• _DIRECTIONS FOR THIS TASK_: The output should be the records themselves, given again exactly.

• _RECORDED INFORMATION_:
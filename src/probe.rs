// ABOUTME: Model availability prober that resolves each catalog id to its working fully-qualified id
// ABOUTME: Tries routing prefixes in order, classifies failures, then merges pinned ids and dedups
//
// SPDX-License-Identifier: MIT OR Apache-2.0
// Copyright (c) 2026 dravr.ai

//! # Prober
//!
//! For every catalog id the prober sends one tiny synthetic request per
//! routing prefix (`us.`, `global.`, none) and keeps the first prefix that
//! works. Ids that already carry a prefix are tested once, as-is.
//!
//! Per-attempt failures never abort a run: they are classified by
//! [`crate::classify`] and an id that works under no prefix simply
//! contributes nothing.

use std::collections::HashSet;

use futures::stream::{self, StreamExt};
use tracing::{debug, info};

use crate::classify::classify;
use crate::config::ProbeOptions;
use crate::model_id::{provider_tag, qualify, split_routing_prefix, ROUTING_PREFIXES};
use crate::payload::{probe_body, skip_reason};
use crate::types::{ModelCatalog, ModelRuntime, ProbeError, ProbeOutcome, Strictness};

/// Probes model ids against a [`ModelRuntime`]
pub struct Prober<R> {
    runtime: R,
    options: ProbeOptions,
}

impl<R: ModelRuntime> Prober<R> {
    /// Create a prober over a runtime
    #[must_use]
    pub const fn new(runtime: R, options: ProbeOptions) -> Self {
        Self { runtime, options }
    }

    /// The runtime requests are sent through
    pub const fn runtime(&self) -> &R {
        &self.runtime
    }

    /// Options this prober was built with
    pub const fn options(&self) -> &ProbeOptions {
        &self.options
    }

    /// Probe candidate ids and return the working list
    ///
    /// The result starts with the pinned ids (in caller order, never probed,
    /// never filtered), followed by probed successes in candidate order.
    /// Every id appears at most once.
    pub async fn probe(&self, candidate_ids: &[String]) -> Vec<String> {
        let working = self.probe_candidates(candidate_ids).await;
        merge_pinned(&self.options.pinned_first, working)
    }

    /// Filter and resolve candidates without applying pinned ids
    async fn probe_candidates(&self, candidate_ids: &[String]) -> Vec<String> {
        let kept: Vec<&str> = candidate_ids
            .iter()
            .map(String::as_str)
            .filter(|id| {
                let ignored = self.options.is_ignored(id);
                if ignored {
                    debug!(model_id = id, "Ignored by prefix filter");
                }
                !ignored
            })
            .collect();

        // `buffered` yields in input order regardless of completion order
        let resolved: Vec<Option<String>> = stream::iter(kept)
            .map(|id| self.resolve(id))
            .buffered(self.options.concurrency.max(1))
            .collect()
            .await;

        resolved.into_iter().flatten().collect()
    }

    /// Find the working fully-qualified id for one raw catalog id
    pub async fn resolve(&self, model_id: &str) -> Option<String> {
        info!(model_id, "Testing model");

        if let Some((prefix, base_id)) = split_routing_prefix(model_id) {
            let outcome = self.test_candidate(model_id, base_id).await;
            let working = report(model_id, prefix, outcome);
            if working.is_none() {
                info!(model_id, "✗ doesn't work as listed");
            }
            return working;
        }

        for prefix in ROUTING_PREFIXES {
            let qualified = qualify(prefix, model_id);
            let outcome = self.test_candidate(&qualified, model_id).await;
            if let Some(working) = report(model_id, prefix, outcome) {
                return Some(working);
            }
        }

        info!(model_id, "✗ doesn't work with any prefix");
        None
    }

    /// Send one synthetic request for `qualified` and classify the result
    ///
    /// `base_id` is the id without routing prefix; it selects the request
    /// shape and decides up-front exclusions.
    pub async fn test_candidate(&self, qualified: &str, base_id: &str) -> ProbeOutcome {
        let provider = provider_tag(base_id);
        let strictness = self.options.strictness;

        if let Some(reason) = skip_reason(&provider, base_id) {
            debug!(model_id = qualified, provider = %provider, ?reason, "Skipped without request");
            return ProbeOutcome::NotWorking;
        }

        debug!(model_id = qualified, provider = %provider, %strictness, "Testing candidate");

        let body = probe_body(&provider);
        let result = match strictness {
            Strictness::Strict => self.runtime.invoke_stream(qualified, &body).await,
            Strictness::Lenient => self.runtime.invoke(qualified, &body).await,
        };

        match result {
            Ok(()) => {
                debug!(model_id = qualified, "Invocation succeeded");
                ProbeOutcome::Working(qualified.to_owned())
            }
            Err(failure) => {
                let verdict = classify(&failure, strictness);
                debug!(model_id = qualified, error = %failure, ?verdict, "Invocation failed");
                if verdict.is_working() {
                    ProbeOutcome::Working(qualified.to_owned())
                } else {
                    ProbeOutcome::NotWorking
                }
            }
        }
    }
}

fn report(model_id: &str, prefix: &str, outcome: ProbeOutcome) -> Option<String> {
    let working = outcome.into_working_id()?;
    if prefix.is_empty() {
        info!(model_id, working_id = %working, "✓ works without prefix");
    } else {
        info!(model_id, prefix, working_id = %working, "✓ works with prefix");
    }
    Some(working)
}

/// Put pinned ids first and drop duplicates, keeping first occurrences
#[must_use]
pub fn merge_pinned(pinned_first: &[String], probed: Vec<String>) -> Vec<String> {
    dedup_preserving_order(pinned_first.iter().cloned().chain(probed))
}

/// Exact-string dedup that keeps the first occurrence of each id
#[must_use]
pub fn dedup_preserving_order<I>(ids: I) -> Vec<String>
where
    I: IntoIterator<Item = String>,
{
    let mut seen = HashSet::new();
    ids.into_iter()
        .filter(|id| seen.insert(id.clone()))
        .collect()
}

/// Summary of a complete run
#[derive(Debug, Clone, PartialEq, Eq)]
pub struct ProbeReport {
    /// Models listed by the catalog
    pub catalog_count: usize,
    /// Models left after the ignore filter
    pub tested_count: usize,
    /// Pinned ids placed first
    pub pinned_count: usize,
    /// Final ordered, deduplicated list
    pub models: Vec<String>,
}

impl ProbeReport {
    /// Models contributed by probing rather than pinning
    #[must_use]
    pub fn probed_count(&self) -> usize {
        self.models.len().saturating_sub(self.pinned_count)
    }
}

/// List the catalog, probe every listed id, and merge pinned ids
///
/// # Errors
///
/// Returns `CatalogUnavailable` when the catalog cannot be listed. Nothing
/// that happens while probing individual ids is an error.
pub async fn run<C, R>(catalog: &C, prober: &Prober<R>) -> Result<ProbeReport, ProbeError>
where
    C: ModelCatalog + ?Sized,
    R: ModelRuntime,
{
    let summaries = catalog.list_models().await?;
    for summary in &summaries {
        debug!(
            model_id = %summary.model_id,
            provider = summary.provider_name.as_deref().unwrap_or("-"),
            name = summary.model_name.as_deref().unwrap_or("-"),
            modalities = ?summary.output_modalities,
            streaming = ?summary.response_streaming_supported,
            "Catalog entry"
        );
    }
    let candidate_ids: Vec<String> = summaries.into_iter().map(|s| s.model_id).collect();
    let catalog_count = candidate_ids.len();
    info!(count = catalog_count, "Found models in catalog");

    let options = prober.options();
    let tested_count = candidate_ids
        .iter()
        .filter(|id| !options.is_ignored(id))
        .count();
    info!(count = tested_count, "Testing models after filtering");

    for pinned in &options.pinned_first {
        info!(model_id = %pinned, "Using pre-validated pinned model");
    }

    let models = prober.probe(&candidate_ids).await;
    let pinned_count = dedup_preserving_order(options.pinned_first.iter().cloned()).len();

    let report = ProbeReport {
        catalog_count,
        tested_count,
        pinned_count,
        models,
    };
    info!(
        total = report.models.len(),
        pinned = report.pinned_count,
        probed = report.probed_count(),
        "Found working models"
    );
    Ok(report)
}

• _SOLUTION BELOW_:
filename src/probe.rs
// ABOUTME: Model availability prober that resolves each catalog id to its working fully-qualified id
// ABOUTME: Tries routing prefixes in order, classifies failures, then merges pinned ids and dedups
//
// SPDX-License-Identifier: MIT OR Apache-2.0
// Copyright (c) 2026 dravr.ai

//! # Prober
//!
//! For every catalog id the prober sends one tiny synthetic request per
//! routing prefix (`us.`, `global.`, none) and keeps the first prefix that
//! works. Ids that already carry a prefix are tested once, as-is.
//!
//! Per-attempt failures never abort a run: they are classified by
//! [`crate::classify`] and an id that works under no prefix simply
//! contributes nothing.

use std::collections::HashSet;

use futures::stream::{self, StreamExt};
use tracing::{debug, info};

use crate::classify::classify;
use crate::config::ProbeOptions;
use crate::model_id::{provider_tag, qualify, split_routing_prefix, ROUTING_PREFIXES};
use crate::payload::{probe_body, skip_reason};
use crate::types::{ModelCatalog, ModelRuntime, ProbeError, ProbeOutcome, Strictness};

/// Probes model ids against a [`ModelRuntime`]
pub struct Prober<R> {
    runtime: R,
    options: ProbeOptions,
}

impl<R: ModelRuntime> Prober<R> {
    /// Create a prober over a runtime
    #[must_use]
    pub const fn new(runtime: R, options: ProbeOptions) -> Self {
        Self { runtime, options }
    }

    /// The runtime requests are sent through
    pub const fn runtime(&self) -> &R {
        &self.runtime
    }

    /// Options this prober was built with
    pub const fn options(&self) -> &ProbeOptions {
        &self.options
    }

    /// Probe candidate ids and return the working list
    ///
    /// The result starts with the pinned ids (in caller order, never probed,
    /// never filtered), followed by probed successes in candidate order.
    /// Every id appears at most once.
    pub async fn probe(&self, candidate_ids: &[String]) -> Vec<String> {
        let working = self.probe_candidates(candidate_ids).await;
        merge_pinned(&self.options.pinned_first, working)
    }

    /// Filter and resolve candidates without applying pinned ids
    async fn probe_candidates(&self, candidate_ids: &[String]) -> Vec<String> {
        let kept: Vec<&str> = candidate_ids
            .iter()
            .map(String::as_str)
            .filter(|id| {
                let ignored = self.options.is_ignored(id);
                if ignored {
                    debug!(model_id = id, "Ignored by prefix filter");
                }
                !ignored
            })
            .collect();

        // `buffered` yields in input order regardless of completion order
        let resolved: Vec<Option<String>> = stream::iter(kept)
            .map(|id| self.resolve(id))
            .buffered(self.options.concurrency.max(1))
            .collect()
            .await;

        resolved.into_iter().flatten().collect()
    }

    /// Find the working fully-qualified id for one raw catalog id
    pub async fn resolve(&self, model_id: &str) -> Option<String> {
        info!(model_id, "Testing model");

        if let Some((prefix, base_id)) = split_routing_prefix(model_id) {
            let outcome = self.test_candidate(model_id, base_id).await;
            let working = report(model_id, prefix, outcome);
            if working.is_none() {
                info!(model_id, "✗ doesn't work as listed");
            }
            return working;
        }

        for prefix in ROUTING_PREFIXES {
            let qualified = qualify(prefix, model_id);
            let outcome = self.test_candidate(&qualified, model_id).await;
            if let Some(working) = report(model_id, prefix, outcome) {
                return Some(working);
            }
        }

        info!(model_id, "✗ doesn't work with any prefix");
        None
    }

    /// Send one synthetic request for `qualified` and classify the result
    ///
    /// `base_id` is the id without routing prefix; it selects the request
    /// shape and decides up-front exclusions.
    pub async fn test_candidate(&self, qualified: &str, base_id: &str) -> ProbeOutcome {
        let provider = provider_tag(base_id);
        let strictness = self.options.strictness;

        if let Some(reason) = skip_reason(&provider, base_id) {
            debug!(model_id = qualified, provider = %provider, ?reason, "Skipped without request");
            return ProbeOutcome::NotWorking;
        }

        debug!(model_id = qualified, provider = %provider, %strictness, "Testing candidate");

        let body = probe_body(&provider);
        let result = match strictness {
            Strictness::Strict => self.runtime.invoke_stream(qualified, &body).await,
            Strictness::Lenient => self.runtime.invoke(qualified, &body).await,
        };

        match result {
            Ok(()) => {
                debug!(model_id = qualified, "Invocation succeeded");
                ProbeOutcome::Working(qualified.to_owned())
            }
            Err(failure) => {
                let verdict = classify(&failure, strictness);
                debug!(model_id = qualified, error = %failure, ?verdict, "Invocation failed");
                if verdict.is_working() {
                    ProbeOutcome::Working(qualified.to_owned())
                } else {
                    ProbeOutcome::NotWorking
                }
            }
        }
    }
}

fn report(model_id: &str, prefix: &str, outcome: ProbeOutcome) -> Option<String> {
    let working = outcome.into_working_id()?;
    if prefix.is_empty() {
        info!(model_id, working_id = %working, "✓ works without prefix");
    } else {
        info!(model_id, prefix, working_id = %working, "✓ works with prefix");
    }
    Some(working)
}

/// Put pinned ids first and drop duplicates, keeping first occurrences
#[must_use]
pub fn merge_pinned(pinned_first: &[String], probed: Vec<String>) -> Vec<String> {
    dedup_preserving_order(pinned_first.iter().cloned().chain(probed))
}

/// Exact-string dedup that keeps the first occurrence of each id
#[must_use]
pub fn dedup_preserving_order<I>(ids: I) -> Vec<String>
where
    I: IntoIterator<Item = String>,
{
    let mut seen = HashSet::new();
    ids.into_iter()
        .filter(|id| seen.insert(id.clone()))
        .collect()
}

/// Summary of a complete run
#[derive(Debug, Clone, PartialEq, Eq)]
pub struct ProbeReport {
    /// Models listed by the catalog
    pub catalog_count: usize,
    /// Models left after the ignore filter
    pub tested_count: usize,
    /// Pinned ids placed first
    pub pinned_count: usize,
    /// Final ordered, deduplicated list
    pub models: Vec<String>,
}

impl ProbeReport {
    /// Models contributed by probing rather than pinning
    #[must_use]
    pub fn probed_count(&self) -> usize {
        self.models.len().saturating_sub(self.pinned_count)
    }
}

/// List the catalog, probe every listed id, and merge pinned ids
///
/// # Errors
///
/// Returns `CatalogUnavailable` when the catalog cannot be listed. Nothing
/// that happens while probing individual ids is an error.
pub async fn run<C, R>(catalog: &C, prober: &Prober<R>) -> Result<ProbeReport, ProbeError>
where
    C: ModelCatalog + ?Sized,
    R: ModelRuntime,
{
    let summaries = catalog.list_models().await?;
    for summary in &summaries {
        debug!(
            model_id = %summary.model_id,
            provider = summary.provider_name.as_deref().unwrap_or("-"),
            name = summary.model_name.as_deref().unwrap_or("-"),
            modalities = ?summary.output_modalities,
            streaming = ?summary.response_streaming_supported,
            "Catalog entry"
        );
    }
    let candidate_ids: Vec<String> = summaries.into_iter().map(|s| s.model_id).collect();
    let catalog_count = candidate_ids.len();
    info!(count = catalog_count, "Found models in catalog");

    let options = prober.options();
    let tested_count = candidate_ids
        .iter()
        .filter(|id| !options.is_ignored(id))
        .count();
    info!(count = tested_count, "Testing models after filtering");

    for pinned in &options.pinned_first {
        info!(model_id = %pinned, "Using pre-validated pinned model");
    }

    let models = prober.probe(&candidate_ids).await;
    let pinned_count = dedup_preserving_order(options.pinned_first.iter().cloned()).len();

    let report = ProbeReport {
        catalog_count,
        tested_count,
        pinned_count,
        models,
    };
    info!(
        total = report.models.len(),
        pinned = report.pinned_count,
        probed = report.probed_count(),
        "Found working models"
    );
    Ok(report)
}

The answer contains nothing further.